June 2008 Soundings

This issue of Soundings includes:


Letters from friends, report from the Life Story Class and the Race and Diversity conversation





Tuesdays, June 24–July 29—School of Christian Living (see story).




David Lloyd writes—The School of Christian Living will sponsor a six-week class, "Spiritual Growth through Cinema," beginning on June 24, under the leadership of Kevin Barwick and David Lloyd. We will view and discuss scenes in six modern films that illustrate challenges to Christians in our spiritual development. Bring a brown-bag supper; class will start promptly at 7 p.m. and continue to 9:30. Popcorn will be provided!

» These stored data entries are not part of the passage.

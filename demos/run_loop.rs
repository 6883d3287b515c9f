//! Application run loop example
//!
//! Interleaves a simulated I/O reactor with the execution queue: after every
//! reactor poll the loop runs exactly one queued task, so a flood of
//! low-priority work never delays a high-priority completion by more than
//! one task.
//!
//! Run with `RUST_LOG=prio_exec=trace` to see per-task events.

use prio_exec::prelude::*;
use std::cell::RefCell;
use std::collections::VecDeque;
use std::time::Duration;
use tracing_subscriber::EnvFilter;

/// Simulated I/O: completes one pending operation per poll.
#[derive(Default)]
struct Reactor {
    pending: RefCell<VecDeque<(Duration, Box<dyn FnOnce()>)>>,
}

impl Reactor {
    fn async_sleep<F>(&self, after: Duration, handler: ExecutorBinder<F, QueueExecutor<'static>>)
    where
        F: FnOnce(Duration) + 'static,
    {
        self.pending
            .borrow_mut()
            .push_back((after, Box::new(move || handler.invoke_with(after))));
    }

    fn poll_one(&self) -> bool {
        let next = self.pending.borrow_mut().pop_front();
        match next {
            Some((_, complete)) => {
                complete();
                true
            }
            None => false,
        }
    }
}

fn main() -> prio_exec::Result<()> {
    tracing_subscriber::fmt()
        .with_env_filter(EnvFilter::from_default_env())
        .init();

    println!("=== Priority Run Loop Example ===\n");

    let config = QueueConfig::builder()
        .tie_break(TieBreak::Fifo)
        .initial_capacity(64)
        .build()?;
    let queue: &'static ExecutionQueue = Box::leak(Box::new(ExecutionQueue::with_config(config)?));
    let reactor = Reactor::default();

    // Low priority background work
    for i in 0..5 {
        queue.enqueue(Priority::LOW, format!("background-{}", i), move || {
            println!("[LOW] background task {}", i);
        });
    }

    // Timer completions land at high priority
    for ms in [30, 10, 20] {
        let handler = queue.wrap(Priority::HIGH, format!("timer-{}ms", ms), move |after: Duration| {
            println!("[HIGH] timer fired after {:?}", after);
        });
        reactor.async_sleep(Duration::from_millis(ms), handler);
    }

    // A medium task that schedules follow-up work from inside its body
    queue.enqueue(Priority::MEDIUM, "parse", move || {
        println!("[MEDIUM] parsing request");
        queue.enqueue(Priority::HIGH, "respond", || println!("[HIGH] responding"));
    });

    let mut more = true;
    while more || reactor.poll_one() {
        while reactor.poll_one() {}

        match queue.try_run_highest() {
            Ok(outcome) => {
                more = outcome.more_pending;
                if !outcome.label.is_empty() {
                    println!("    ran '{}' at priority {}", outcome.label, outcome.priority);
                }
            }
            Err(e) => {
                eprintln!("task failed: {}", e);
                more = !queue.is_empty();
            }
        }
    }

    let stats = queue.stats();
    println!("\nExecuted {} tasks (peak depth {})", stats.tasks_executed, stats.peak_pending);
    println!("p99 run time: {} ns", stats.p99_run_time_ns);

    println!("\n=== Example Complete ===");
    Ok(())
}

Advance signups are not required—come for as many weeks as you can.




Sandra Miller writes—For those of you who were present May 18 for the sermon, which dealt with race and diversity, the following will be a reminder of the questions and thoughts we came up with during our Third Sunday dialogue after the service. For those of you who couldn’t stay but are interested in joining the conversation, this will give you some idea of what is present in the minds of those who came that will inform some of our future conversations. They are presented here in the order they were offered by the participants:


What are the perspectives from the media that influence us, and how can we deal with that?

What are our different perspectives in this community of communities?

What do our different experiences mean in relation to our perspectives?

How can we nurture our individual and communal perspectives?

How do we overcome ingrained fear?

We are spiritual beings—what is needed to believe we are loved and can

love? Love in action.

What is our responsibility for action, and how do we apply objective measures to gauge those actions?

Why did God make us different?

How can we bring our gifts of deep listening to one another to grow into hearing our communal stories?

Transformation comes from the renewal of the mind.

We treasure our differences but not our sameness.


Please look for the announcement of the next discussion.


Also, Judy Lantz sends a follow-up email to the sermon:

Sandra, thank you for pulling all the information together. There is a book I recommend having to do with Rev. T’s sharing at the meeting. The book is "Journey of Souls, Case Studies of Life Between Lives" by Michael Newton, 13th printing 2002, ISBN 1-56718-485-5 (pbk.) I was unsure if Christian scholars would embrace this concept. It’s pretty unusual but really speaks to me.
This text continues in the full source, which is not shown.